-- Opening Marker --

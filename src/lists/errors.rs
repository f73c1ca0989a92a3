use thiserror::Error;

/// Validation failures of State Container operations.
/// The store is left unchanged whenever one of these is returned.
#[derive(Error, Debug, Clone, PartialEq, Eq)]
pub enum StoreError {
    #[error("Name cannot be empty")]
    EmptyName,
    #[error("Invalid category: {0}")]
    InvalidCategory(String),
    #[error("Cannot delete the last remaining list")]
    LastList,
    #[error("List not found: {0}")]
    ListNotFound(String),
}

/// Errors from exporting or importing a snapshot document.
#[derive(Error, Debug)]
pub enum TransferError {
    #[error("Invalid file format: {0}")]
    Parse(#[from] serde_json::Error),
    #[error("Invalid file format: missing \"lists\" object")]
    MissingLists,
    #[error("Invalid file format: \"lists\" contains no lists")]
    EmptyLists,
    #[error("Invalid list entry: {0}")]
    InvalidList(serde_json::Error),
    #[error("Failed to serialize export: {0}")]
    Serialize(serde_json::Error),
}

-- Closing Marker --

Each record above has to be printed again, word for word.

### TASK OUTPUT:
filename src/lists/errors.rs
repository f73c1ca0989a92a3
use thiserror::Error;

/// Validation failures of State Container operations.
/// The store is left unchanged whenever one of these is returned.
#[derive(Error, Debug, Clone, PartialEq, Eq)]
pub enum StoreError {
    #[error("Name cannot be empty")]
    EmptyName,
    #[error("Invalid category: {0}")]
    InvalidCategory(String),
    #[error("Cannot delete the last remaining list")]
    LastList,
    #[error("List not found: {0}")]
    ListNotFound(String),
}

/// Errors from exporting or importing a snapshot document.
#[derive(Error, Debug)]
pub enum TransferError {
    #[error("Invalid file format: {0}")]
    Parse(#[from] serde_json::Error),
    #[error("Invalid file format: missing \"lists\" object")]
    MissingLists,
    #[error("Invalid file format: \"lists\" contains no lists")]
    EmptyLists,
    #[error("Invalid list entry: {0}")]
    InvalidList(serde_json::Error),
    #[error("Failed to serialize export: {0}")]
    Serialize(serde_json::Error),
}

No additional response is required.